Et si demain on rasait pour rien ?


par  A. CHIFFON
Publication : décembre 1989
Mise en ligne : 15 avril 2009

Pas de dictature ! dit Amélie... Ah non ! Mais est-ce qu’il n’y a pas déjà une dictature pour tant de gens qui n’ont aucune ressource ? Amélie préconise comme étant démocrate, le plus grand choix d’objets possibles, comme autrefois il y avait trois classes dans les transports en commun.
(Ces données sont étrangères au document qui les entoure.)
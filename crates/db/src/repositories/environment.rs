//! Environment repository for database operations.

use chrono::Utc;
use sea_orm::{
    ActiveModelTrait, ColumnTrait, DatabaseConnection, DbErr, EntityTrait, QueryFilter,
    QueryOrder, Set,
};
use uuid::Uuid;

use super::error::{RepositoryError, WriteResultExt};
use crate::entities::environments;

/// Environment repository for CRUD operations.
#[derive(Debug, Clone)]
pub struct EnvironmentRepository {
    db: DatabaseConnection,
}

impl EnvironmentRepository {
    /// Creates a new environment repository.
    #[must_use]
    pub const fn new(db: DatabaseConnection) -> Self {
        Self { db }
    }

    /// Creates an environment under a project.
    ///
    /// # Errors
    ///
    /// Returns `RepositoryError::Conflict` if the project already has an
    /// environment with this name, or `RepositoryError::MissingParent` if the
    /// project does not exist.
    pub async fn create(
        &self,
        project_id: Uuid,
        name: &str,
    ) -> Result<environments::Model, RepositoryError> {
        let environment = environments::ActiveModel {
            id: Set(Uuid::new_v4()),
            name: Set(name.to_string()),
            project_id: Set(project_id),
            created_at: Set(Utc::now().into()),
        };

        environment
            .insert(&self.db)
            .await
            .classify(&format!("environment '{name}'"), "project")
    }

    /// Finds an environment by ID.
    ///
    /// # Errors
    ///
    /// Returns an error if the database query fails.
    pub async fn find_by_id(&self, id: Uuid) -> Result<Option<environments::Model>, DbErr> {
        environments::Entity::find_by_id(id).one(&self.db).await
    }

    /// Finds a project's environment by name.
    ///
    /// # Errors
    ///
    /// Returns an error if the database query fails.
    pub async fn find_by_name(
        &self,
        project_id: Uuid,
        name: &str,
    ) -> Result<Option<environments::Model>, DbErr> {
        environments::Entity::find()
            .filter(environments::Column::ProjectId.eq(project_id))
            .filter(environments::Column::Name.eq(name))
            .one(&self.db)
            .await
    }

    /// Lists a project's environments by name.
    ///
    /// # Errors
    ///
    /// Returns an error if the database query fails.
    pub async fn list_for_project(
        &self,
        project_id: Uuid,
    ) -> Result<Vec<environments::Model>, DbErr> {
        environments::Entity::find()
            .filter(environments::Column::ProjectId.eq(project_id))
            .order_by_asc(environments::Column::Name)
            .all(&self.db)
            .await
    }

    /// Deletes an environment. Its API keys and events go with it.
    ///
    /// # Errors
    ///
    /// Returns an error if the database delete fails.
    pub async fn delete(&self, id: Uuid) -> Result<bool, DbErr> {
        let result = environments::Entity::delete_by_id(id)
            .exec(&self.db)
            .await?;
        Ok(result.rows_affected > 0)
    }
}
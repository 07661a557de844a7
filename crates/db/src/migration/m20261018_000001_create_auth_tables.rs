//! Auth tables: users, provider accounts, sessions, verification tokens.
//!
//! Layout matches what the OAuth adapter reads and writes. Every foreign key
//! cascades on delete and gets a lookup index.

use sea_orm_migration::prelude::*;

#[derive(DeriveMigrationName)]
pub struct Migration;

#[async_trait::async_trait]
impl MigrationTrait for Migration {
    async fn up(&self, manager: &SchemaManager) -> Result<(), DbErr> {
        manager
            .create_table(
                Table::create()
                    .table(Users::Table)
                    .if_not_exists()
                    .col(ColumnDef::new(Users::Id).uuid().not_null().primary_key())
                    .col(ColumnDef::new(Users::Email).text().not_null().unique_key())
                    .col(ColumnDef::new(Users::Name).text().null())
                    .col(ColumnDef::new(Users::Image).text().null())
                    .col(
                        ColumnDef::new(Users::EmailVerified)
                            .timestamp_with_time_zone()
                            .null(),
                    )
                    .col(
                        ColumnDef::new(Users::CreatedAt)
                            .timestamp_with_time_zone()
                            .not_null()
                            .default(Expr::current_timestamp()),
                    )
                    .to_owned(),
            )
            .await?;

        manager
            .create_table(
                Table::create()
                    .table(Accounts::Table)
                    .if_not_exists()
                    .col(ColumnDef::new(Accounts::UserId).uuid().not_null())
                    .col(ColumnDef::new(Accounts::Type).text().not_null())
                    .col(ColumnDef::new(Accounts::Provider).text().not_null())
                    .col(ColumnDef::new(Accounts::ProviderAccountId).text().not_null())
                    .col(ColumnDef::new(Accounts::RefreshToken).text().null())
                    .col(ColumnDef::new(Accounts::AccessToken).text().null())
                    .col(ColumnDef::new(Accounts::ExpiresAt).big_integer().null())
                    .col(ColumnDef::new(Accounts::TokenType).text().null())
                    .col(ColumnDef::new(Accounts::Scope).text().null())
                    .col(ColumnDef::new(Accounts::IdToken).text().null())
                    .col(ColumnDef::new(Accounts::SessionState).text().null())
                    .primary_key(
                        Index::create()
                            .name("accounts_pkey")
                            .col(Accounts::Provider)
                            .col(Accounts::ProviderAccountId),
                    )
                    .foreign_key(
                        ForeignKey::create()
                            .name("fk_accounts_user")
                            .from(Accounts::Table, Accounts::UserId)
                            .to(Users::Table, Users::Id)
                            .on_delete(ForeignKeyAction::Cascade),
                    )
                    .to_owned(),
            )
            .await?;

        manager
            .create_index(
                Index::create()
                    .name("accounts_user_id_idx")
                    .table(Accounts::Table)
                    .col(Accounts::UserId)
                    .to_owned(),
            )
            .await?;

        manager
            .create_table(
                Table::create()
                    .table(Sessions::Table)
                    .if_not_exists()
                    .col(
                        ColumnDef::new(Sessions::SessionToken)
                            .text()
                            .not_null()
                            .primary_key(),
                    )
                    .col(ColumnDef::new(Sessions::UserId).uuid().not_null())
                    .col(
                        ColumnDef::new(Sessions::Expires)
                            .timestamp_with_time_zone()
                            .not_null(),
                    )
                    .foreign_key(
                        ForeignKey::create()
                            .name("fk_sessions_user")
                            .from(Sessions::Table, Sessions::UserId)
                            .to(Users::Table, Users::Id)
                            .on_delete(ForeignKeyAction::Cascade),
                    )
                    .to_owned(),
            )
            .await?;

        manager
            .create_index(
                Index::create()
                    .name("sessions_user_id_idx")
                    .table(Sessions::Table)
                    .col(Sessions::UserId)
                    .to_owned(),
            )
            .await?;

        manager
            .create_table(
                Table::create()
                    .table(VerificationTokens::Table)
                    .if_not_exists()
                    .col(
                        ColumnDef::new(VerificationTokens::Identifier)
                            .text()
                            .not_null(),
                    )
                    .col(ColumnDef::new(VerificationTokens::Token).text().not_null())
                    .col(
                        ColumnDef::new(VerificationTokens::Expires)
                            .timestamp_with_time_zone()
                            .not_null(),
                    )
                    .primary_key(
                        Index::create()
                            .name("verification_tokens_pkey")
                            .col(VerificationTokens::Identifier)
                            .col(VerificationTokens::Token),
                    )
                    .to_owned(),
            )
            .await?;

        Ok(())
    }

    async fn down(&self, manager: &SchemaManager) -> Result<(), DbErr> {
        manager
            .drop_table(Table::drop().table(VerificationTokens::Table).to_owned())
            .await?;
        manager
            .drop_table(Table::drop().table(Sessions::Table).to_owned())
            .await?;
        manager
            .drop_table(Table::drop().table(Accounts::Table).to_owned())
            .await?;
        manager
            .drop_table(Table::drop().table(Users::Table).to_owned())
            .await
    }
}

#[derive(DeriveIden)]
pub(super) enum Users {
    Table,
    Id,
    Email,
    Name,
    Image,
    EmailVerified,
    CreatedAt,
}

#[derive(DeriveIden)]
enum Accounts {
    Table,
    UserId,
    Type,
    Provider,
    ProviderAccountId,
    RefreshToken,
    AccessToken,
    ExpiresAt,
    TokenType,
    Scope,
    IdToken,
    SessionState,
}

#[derive(DeriveIden)]
enum Sessions {
    Table,
    SessionToken,
    UserId,
    Expires,
}

#[derive(DeriveIden)]
enum VerificationTokens {
    Table,
    Identifier,
    Token,
    Expires,
}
Ca signifie que certaines personnes, parce qu’elles ont cru pouvoir choisir d’être capables, ambitieuses, intégrées, âpres au gain ou au travail, prétendraient acquérir dans le système actuel un objet personnel, plus joli, plus efficace... que l’objet de celles qui, par leur non-choix, devront se contenter d’un objet de qualité très inférieure, voire s’en passer. Quand j’étais gosse, j’ai toujours vu nos grands-pères se servir du fameux "coupechoux", pour se raser. C’était joli, il y avait tout un rituel, ça pouvait être dangereux... Ils ignoraient qu’allait naître le hideux petit rasoir à manche de bakélite, et lame crantée, à placer (attention aux doigts ! ) entre le corps du rasoir et une fine plaque métallique. Puis un autre rasoir apparut, prétentieusement "design", avec une forme aérodynamique, qu’il fallait brancher sur la prise électrique (nucléaire) ou à piles (alcalines et non biodégradables). Ceux qui croient qu’il existe un choix, donc un libre-arbitre, rejoignent ceux qui peuvent payer : ils ont donc sauté sur ce rasoir, sans blaireau, sans mousse, sans "cuir" pour le repasser.. Ils ignoraient qu’un autre rasoir, sans doute plus populaire, le Bic jetable, allait naître : retour à la mousse à raser, mais en bombe aérosol (qui bousille l’ozone).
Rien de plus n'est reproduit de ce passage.